[
https://issues.apache.org/jira/browse/CASSANDRA-957?page=com.atlassian.jira.plugin.system.issuetabpanels:comment-tabpanel&focusedCommentId=13091376#comment-13091376
]
Vijay commented on CASSANDRA-957:
---------------------------------
* In Gossiper.doStatusCheck() you made it ignore any state that is for the
local endpoint and is not a dead state. Shouldn't it just always ignore any
state about the local endpoint though? Basically what it was doing previously?
* Basically the same question about Gossiper.applyStateLocally() the loop
continues if the state is for the local node and the state is dead. Why would
we want to apply a live local state?
-> Fixed, initial intention was to find the old state of the node, Seems like
it is not possible now…
* Does the hibernate state need the true/false value? Seems like all we care
about is that it is set at all. Looks like we we are starting up right now we
automatically go into a hibernate state, then we go into a bootstrap state
afterwards if the specified a replace token. Seems like we shouldn't set a
state at all until we know we are doing one of replace/bootstrap/just joining.
-> it will be either true or false (If not a replace, or overwrite with the
state normal)… if you don't then Gossiper.applyStateLocally will mark it alive
on all the other nodes.
* It looks like right now you could specify a replace token that isn't part of
the cluster. If that happens we should throw an exception and tell the user to
do the normal bootstrap process.
-> As we are ignoring the local states… this information is hard to gather when
we are trying to replace the same node…. The check is to see no other live node
owns this token….
-> We can document in the wiki about the effects if they replace a token which
is not part of the ring…. (repair/decommission)
* Why use the last gossip time to determine if the node we are replacing is
alive? Why not just check gossip to see if the ring thinks it is alive?
-> because by default when we hear about someone we consider them to be alive….

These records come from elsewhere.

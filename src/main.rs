use splatgrid::distributed::{GridShape, LocalComm, WorkerContext};
use splatgrid::training::{TrainSummary, Trainer};
use splatgrid::utils::config::Config;
use splatgrid::utils::error::{Result, SplatGridError};
use splatgrid::utils::logging;

use candle_core::Device;
use std::sync::Arc;
use tracing::{info, warn};

/// CUDA-first device selection shared by every worker thread.
///
/// Device acquisition failure downgrades to CPU with a warning instead of
/// aborting, so a misconfigured driver still produces a (slow) run.
fn select_device() -> Device {
    if candle_core::utils::cuda_is_available() {
        match Device::new_cuda(0) {
            Ok(device) => {
                info!("Using CUDA GPU");
                return device;
            }
            Err(err) => {
                warn!(error = %err, "CUDA available but device creation failed, falling back");
            }
        }
    }
    if candle_core::utils::metal_is_available() {
        match Device::new_metal(0) {
            Ok(device) => {
                info!("Using Metal GPU");
                return device;
            }
            Err(err) => {
                warn!(error = %err, "Metal available but device creation failed, falling back");
            }
        }
    }
    info!("Using CPU");
    Device::Cpu
}

#[cfg(feature = "metrics-server")]
fn spawn_metrics_server() {
    let Ok(port) = std::env::var("SPLATGRID_METRICS_PORT") else {
        return;
    };
    let Ok(port) = port.parse::<u16>() else {
        warn!("SPLATGRID_METRICS_PORT is not a valid port, metrics server disabled");
        return;
    };
    std::thread::spawn(move || {
        let runtime = match tokio::runtime::Builder::new_current_thread()
            .enable_io()
            .build()
        {
            Ok(rt) => rt,
            Err(err) => {
                warn!(error = %err, "Failed to start metrics runtime");
                return;
            }
        };
        if let Err(err) = runtime.block_on(splatgrid::utils::metrics::start_metrics_server(port)) {
            warn!(error = %err, "Metrics server exited");
        }
    });
}

fn main() -> Result<()> {
    logging::init_logging_from_env();
    info!("Starting splatgrid trainer");

    let config = match std::env::args().nth(1) {
        Some(path) => Config::from_file_with_env(&path)?,
        None => Config::from_env(),
    };
    config.validate()?;

    let grid = GridShape::from_config(&config.grid)?;
    info!(
        world_size = grid.world_size,
        mp_size = grid.mp_size,
        dp_size = grid.dp_size(),
        "Worker grid configured"
    );

    #[cfg(feature = "metrics-server")]
    spawn_metrics_server();

    let device = select_device();

    // One thread per rank over an in-process collective backend. Real
    // multi-node deployments swap LocalComm for an NCCL-backed Collective
    // and run one process per rank instead.
    let comms = LocalComm::new_group_set(grid.world_size);
    let mut handles = Vec::with_capacity(grid.world_size);
    for comm in comms {
        let config = config.clone();
        let device = device.clone();
        handles.push(std::thread::spawn(move || -> Result<TrainSummary> {
            let ctx = WorkerContext::new(Arc::new(comm), grid, device)?;
            let mut trainer = Trainer::new(config, ctx)?;
            trainer.run()
        }));
    }

    let mut first: Option<TrainSummary> = None;
    for (rank, handle) in handles.into_iter().enumerate() {
        let summary = handle
            .join()
            .map_err(|_| SplatGridError::Collective(format!("worker {} panicked", rank)))??;
        if first.is_none() {
            first = Some(summary);
        }
    }

    if let Some(summary) = first {
        info!(
            iterations = summary.iterations,
            final_loss = summary.final_loss,
            growth_disabled = summary.growth_disabled,
            "Training complete"
        );
    }

    Ok(())
}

the idea is to check and see if we heard from them back or not (After the ring
delay) if not then there is more probability that the dead node is dead (Thats
why we have to wait for 90 + delay
* We should update the the message for the exception that is thrown when you
try to bootstrap to an existing token. It should indicate either remove the
dead node or follow this replacement process.
-> I am not sure if i parse that, i have added more to it plz check.
* I'm not sure why we are calling updateNormalToken() in the
StorageService.bootstrap() method when it's a token replacement.
-> Thats because you don't want the range request sent to the node which is not
existing.
* A little bit of doc on this would be good, maybe in cassandra.yaml? Just on
how to pass the argument to the startup process.
-> Yaml is bad because this is a one time thing…. Wiki page? like the don't
join ring property
> convenience workflow for replacing dead node
> --------------------------------------------
>
> Key: CASSANDRA-957
> URL: https://issues.apache.org/jira/browse/CASSANDRA-957
> Project: Cassandra
> Issue Type: Wish
> Components: Core, Tools
> Affects Versions: 0.8.2
> Reporter: Jonathan Ellis
> Assignee: Vijay
> Fix For: 1.0
>
> Attachments: 0001-Support-Token-Replace.patch,
> 0001-Support-bringing-back-a-node-to-the-cluster-that-exi.patch,
> 0001-Support-token-replace.patch, 0001-support-for-replace-token-v3.patch,
> 0002-Do-not-include-local-node-when-computing-workMap.patch,
> 0002-Rework-Hints-to-be-on-token.patch,
> 0002-Rework-Hints-to-be-on-token.patch,
> 0002-upport-for-hints-on-token-v3.patch,
> 0003-Make-HintedHandoff-More-reliable.patch,
> 0003-Make-hints-More-reliable.patch, 0003-making-bootstrap-sleep-longer.patch
>
> Original Estimate: 24h
> Remaining Estimate: 24h
>
> Replacing a dead node with a new one is a common operation, but "nodetool
> removetoken" followed by bootstrap is inefficient (re-replicating data first
> to the remaining nodes, then to the new one) and manually bootstrapping to a
> token "just less than" the old one's, followed by "nodetool removetoken" is
> slightly painful and prone to manual errors.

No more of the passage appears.